Well maye not the queen. We go to a trivia contest on Monday evenings, it consists of 5 rounds of questions, with the final round usually being matching or fill in the blanks.

Tonight we were given a list of supposidly common British terms for items, and their American equivelents, and told to match them up. We scored 6

Brit American

[*]1.Biro a. Astonish

[*]2.Bog roll b. Mailbox

[*]3.Courgette c.Toilet tissue

[*]4.Drawing Pin d.Thumbtack

[*]5.Engaged tone e.Drastically wrong

[*]6.Gobsmaked f.Ballpoint pen

[*]7.Mince g.ground beef

[*]8.Pillar h.Complain

[*]9.pear shaped i.Zuchinni

[*]10.Whinge j.Busy signal

Wonder how Robin will do????

Posted

Biro - ballpoint pen

Bog roll - toilet paper

Courgette - drastically wrong

Drawing ping - thumbtack

Engaged tone - busy signal

Gobsmacked - Astonish

Mince - ground beef

Pillar - mailbox

pear shaped - zuchinni

Whinge - complain

I think that is right. I lived in London (great city) for three years and am familiar with a lot of the slang.

Posted

I recently heard an Irish guy describing how an air conditioning mechanic messed up the ductwork in his house. He said that the guy "made the donkey's bollocks out of it." I still laugh every time I think of that expression.

Posted
Yep. 8 out of 10.

A courgette is zucchini and 'going pear-shaped' is a colloquial phrase for something going wrong.

Thanks for the correction. Those were the two I was not 100% sure of. Makes sense now that I think about it.

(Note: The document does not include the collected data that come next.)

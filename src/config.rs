//! Configuration options for specification search.
//!
//! These settings bound how much of the configuration space a caller may
//! materialise at once. They can be built in code or loaded from JSON:
//!
//! ```
//! use choicespec_rs::config::SearchConfig;
//!
//! let config = SearchConfig::from_json(r#"{ "maximum_number_catalog_expressions": 20 }"#).unwrap();
//! assert_eq!(config.maximum_number_catalog_expressions, 20);
//!
//! let config = SearchConfig::from_json("{}").unwrap();
//! assert_eq!(config, SearchConfig::default());
//! ```

use serde::{Deserialize, Serialize};
use std::fs::File;
use std::io::Read;
use std::path::Path;

use crate::error::Result;

/// Settings for enumerating catalog configurations.
#[derive(Debug, Clone, PartialEq, Eq, Serialize, Deserialize)]
#[serde(default)]
pub struct SearchConfig {
    /// Largest number of configurations
    /// [`Specification::all_configurations`](crate::Specification::all_configurations)
    /// returns. Default: 100
    pub maximum_number_catalog_expressions: usize,
}

impl Default for SearchConfig {
    fn default() -> Self {
        Self {
            maximum_number_catalog_expressions: 100,
        }
    }
}

impl SearchConfig {
    pub fn from_json(json: &str) -> Result<Self> {
        Ok(serde_json::from_str(json)?)
    }

    /// Load the settings from a JSON file
    pub fn load_json<P: AsRef<Path>>(path: P) -> Result<Self> {
        let mut file = File::open(path)?;
        let mut contents = String::new();
        file.read_to_string(&mut contents)?;
        Self::from_json(&contents)
    }
}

Nouns and verbs, gotta love 'em.:P

Posted

Nouns and Verbs..what conference do they play in? laugh, but this is about the way of today's education..schools push sports more than acedemics..only real use I see for a high school coach is to patrol the bathrooms for smokers...next weel I will tell you what I really think...lol

Posted (edited)
Nouns and Verbs..what conference do they play in? laugh,

They play in the "Parts of Speech" conference which has six other teams: pronouns, adjectives, adverbs, prepositions, conjunctions, interjections. I was a coach in that conference for 31 years. I occasionally did patrol the washrooms for smokers, more commonly known as lunch hour supervision.:P

The other conference in that league is the "Figures of Speech".

Edited by RobertKB
Posted

Only term I have seen used in my Canada, and in my time here is Minced Beef, but not very often.

Our English and terminology is much cloned to American English...

Posted

This thread brought to mind a humorous quote by John Cleese (for Monty Python fans)

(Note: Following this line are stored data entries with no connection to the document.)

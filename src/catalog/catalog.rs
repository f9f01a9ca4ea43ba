//! Catalogs of named alternatives
//!
//! A [`Catalog`] either stores its own selection pointer or, when
//! synchronized, reads it from a controller catalog. The pointer of a
//! synchronized catalog does not exist as data, so it cannot drift from its
//! controller.

use serde::{Deserialize, Serialize};
use std::collections::HashSet;
use std::fmt;

use super::named::NamedAlternative;
use crate::error::{Result, SpecError};

/// Handle to a catalog stored in a [`Specification`](crate::specification::Specification).
///
/// Handles are issued by the specification when a catalog is registered.
#[derive(Debug, Clone, Copy, PartialEq, Eq, Hash, PartialOrd, Ord, Serialize, Deserialize)]
#[serde(transparent)]
pub struct CatalogId(usize);

impl CatalogId {
    pub fn new(index: usize) -> Self {
        Self(index)
    }

    /// Position of the catalog in its specification
    pub fn index(self) -> usize {
        self.0
    }
}

impl fmt::Display for CatalogId {
    fn fmt(&self, f: &mut fmt::Formatter<'_>) -> fmt::Result {
        write!(f, "#{}", self.0)
    }
}

/// Where the selection pointer of a catalog comes from
#[derive(Debug, Clone, PartialEq, Eq, Serialize, Deserialize)]
pub enum Selection {
    /// The catalog owns its pointer
    Independent { current_index: usize },

    /// The pointer is the one of the controller catalog
    Synchronized {
        controller: CatalogId,
        controller_name: String,
    },
}

/// Ordered, non-empty set of named alternatives with one active selection.
#[derive(Debug, Clone, PartialEq, Serialize, Deserialize)]
pub struct Catalog {
    name: String,
    alternatives: Vec<NamedAlternative>,
    selection: Selection,
}

impl Catalog {
    pub(crate) fn new(name: &str, alternatives: Vec<NamedAlternative>) -> Result<Self> {
        let catalog = Self {
            name: name.to_string(),
            alternatives,
            selection: Selection::Independent { current_index: 0 },
        };
        catalog.validate()?;
        Ok(catalog)
    }

    pub(crate) fn synchronized(
        name: &str,
        alternatives: Vec<NamedAlternative>,
        controller: CatalogId,
        controller_name: &str,
    ) -> Result<Self> {
        let catalog = Self {
            name: name.to_string(),
            alternatives,
            selection: Selection::Synchronized {
                controller,
                controller_name: controller_name.to_string(),
            },
        };
        catalog.validate()?;
        Ok(catalog)
    }

    /// Checks that do not need the rest of the specification
    pub(crate) fn validate(&self) -> Result<()> {
        if self.alternatives.is_empty() {
            return Err(SpecError::EmptyCatalog {
                name: self.name.clone(),
            });
        }

        let mut seen = HashSet::new();
        for alternative in &self.alternatives {
            if alternative.name.is_empty() {
                return Err(SpecError::InvalidAlternative {
                    catalog: self.name.clone(),
                    message: "alternative names cannot be empty".to_string(),
                });
            }
            if !seen.insert(alternative.name.as_str()) {
                return Err(SpecError::InvalidAlternative {
                    catalog: self.name.clone(),
                    message: format!("alternative '{}' appears twice", alternative.name),
                });
            }
        }

        if let Selection::Independent { current_index } = self.selection {
            if current_index >= self.alternatives.len() {
                return Err(SpecError::IndexOutOfRange {
                    name: self.name.clone(),
                    index: current_index,
                    size: self.alternatives.len(),
                });
            }
        }
        Ok(())
    }

    pub fn name(&self) -> &str {
        &self.name
    }

    /// Number of alternatives
    pub fn size(&self) -> usize {
        self.alternatives.len()
    }

    pub fn alternatives(&self) -> &[NamedAlternative] {
        &self.alternatives
    }

    pub fn alternative(&self, index: usize) -> Option<&NamedAlternative> {
        self.alternatives.get(index)
    }

    /// Position of the alternative with the given name
    pub fn alternative_index(&self, name: &str) -> Option<usize> {
        self.alternatives.iter().position(|a| a.name == name)
    }

    pub fn alternative_names(&self) -> Vec<&str> {
        self.alternatives.iter().map(|a| a.name.as_str()).collect()
    }

    pub fn selection(&self) -> &Selection {
        &self.selection
    }

    pub fn is_synchronized(&self) -> bool {
        matches!(self.selection, Selection::Synchronized { .. })
    }

    /// Controller of a synchronized catalog
    pub fn controller(&self) -> Option<CatalogId> {
        match self.selection {
            Selection::Synchronized { controller, .. } => Some(controller),
            Selection::Independent { .. } => None,
        }
    }

    /// Pointer owned by an independent catalog
    pub fn stored_index(&self) -> Option<usize> {
        match self.selection {
            Selection::Independent { current_index } => Some(current_index),
            Selection::Synchronized { .. } => None,
        }
    }

    /// Move the selection pointer of an independent catalog.
    ///
    /// Fails for synchronized catalogs and for out-of-range indices; on
    /// failure the pointer is unchanged.
    pub(crate) fn set_index(&mut self, index: usize) -> Result<()> {
        let size = self.alternatives.len();
        match &mut self.selection {
            Selection::Synchronized {
                controller_name, ..
            } => Err(SpecError::SynchronizedSelection {
                name: self.name.clone(),
                controller: controller_name.clone(),
            }),
            Selection::Independent { .. } if index >= size => Err(SpecError::IndexOutOfRange {
                name: self.name.clone(),
                index,
                size,
            }),
            Selection::Independent { current_index } => {
                *current_index = index;
                Ok(())
            }
        }
    }

    /// Back to the first alternative; no effect on synchronized catalogs.
    pub(crate) fn reset(&mut self) {
        if let Selection::Independent { current_index } = &mut self.selection {
            *current_index = 0;
        }
    }
}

"The three differences between American and British people:

- We speak English and you don't.

- When we hold a World Championship for a particular sport, we invite teams from other countries to play, as well.

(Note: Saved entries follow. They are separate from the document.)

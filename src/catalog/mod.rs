//! # Catalogs and configurations
//!
//! A catalog is a choice point in a model specification: an ordered,
//! non-empty list of named alternative sub-expressions with exactly one of
//! them selected at any time.
//!
//! ## Core Components
//!
//! - [`NamedAlternative`]: a name paired with an expression
//! - [`Catalog`]: the alternatives plus a [`Selection`], either an owned
//!   pointer (independent catalog) or a reference to a controller catalog
//!   (synchronized catalog)
//! - [`Configuration`]: immutable assignment of alternative names to
//!   independent catalog names
//! - [`DiscreteSegmentation`]: input of the segmentation catalog builder
//!
//! Catalogs are stored in, and mutated through, a
//! [`Specification`](crate::specification::Specification).

#[allow(clippy::module_inception)]
pub mod catalog;
pub mod configuration;
pub mod named;
pub mod segmentation;

// Re-export key types
pub use catalog::{Catalog, CatalogId, Selection};
pub use configuration::Configuration;
pub use named::NamedAlternative;
pub use segmentation::{segmented_beta, DiscreteSegmentation};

- When you meet the head of state in Great Britain, you only have to go down on one knee." ;)

Posted

I figued out that pear shaped was something that was wro, but my team mates didn't want to accpt my reasoning that it wasn't round. it wasn't square there it didn't fit either hole and therefor was wrong. Finally they relented and we scored that on.

They were positive that drawig pins were the ballpoints. I told them that thrumtacks were for securig drafting paper to the drawing board but to no avail. We miked up pillar and crochette.

Posted

Back during the Clinton / Lewinski fiasco I saw a British comic on TV discussing with the host of the show the 3 main differences in the US and England. This is what he had to say;

In the UK we speak English - you don't.

In the UK when we have a sporting competition and name a world champion we actually invite teams from other countries - you don't

In the UK when we meet the head of state we only get down on one knee. :eek:

Posted

I work for a British owned company, some that I work with have very thick accents. I tell ya, when they get excited or mad I have a hard time understanding those guys. I would have never thought English over there and here would be so different. They're a jolly bunch of blokes ater a pint or two though!

Posted (edited)

My dad, now 91, told me this story recently. He was born and raised a Londoner and before WWII he was riding on a tram and had to literally translate between a Cockney (East End Londoner) and Glaswegian (from Glasgow). Everyone was speaking English, after a fashion, but two of the three could not understand each other. I guess that makes my dad trilingual. He spent four years in the British army during the war and said there are even stranger accents around than those two.

Edited by RobertKB
Posted
I have some English friends who are Jordies (sp?). Have you ever heard them, Robin?

A strong Geordie accent can be very hard to understand, especially as there'll be lots of colloquial phrases included.

See if you can make any sense of this...

Posted

I have made several trips to Livinsgston Scotland to work with Jabil (a large contract mfg.). On one trip I took our distribution sales manager with me and as one of the engineers is giving us a tour Karen kept asking me "what did he say" or "I can't uderstand 90% of what he says". My response was just wait until we go to dinner tonight and he has a couple of pints.

You give them a couple of beers and a sentence becomes one long word. I have to be looking directly at them so that I can partially read their lips to keep up with the conversation.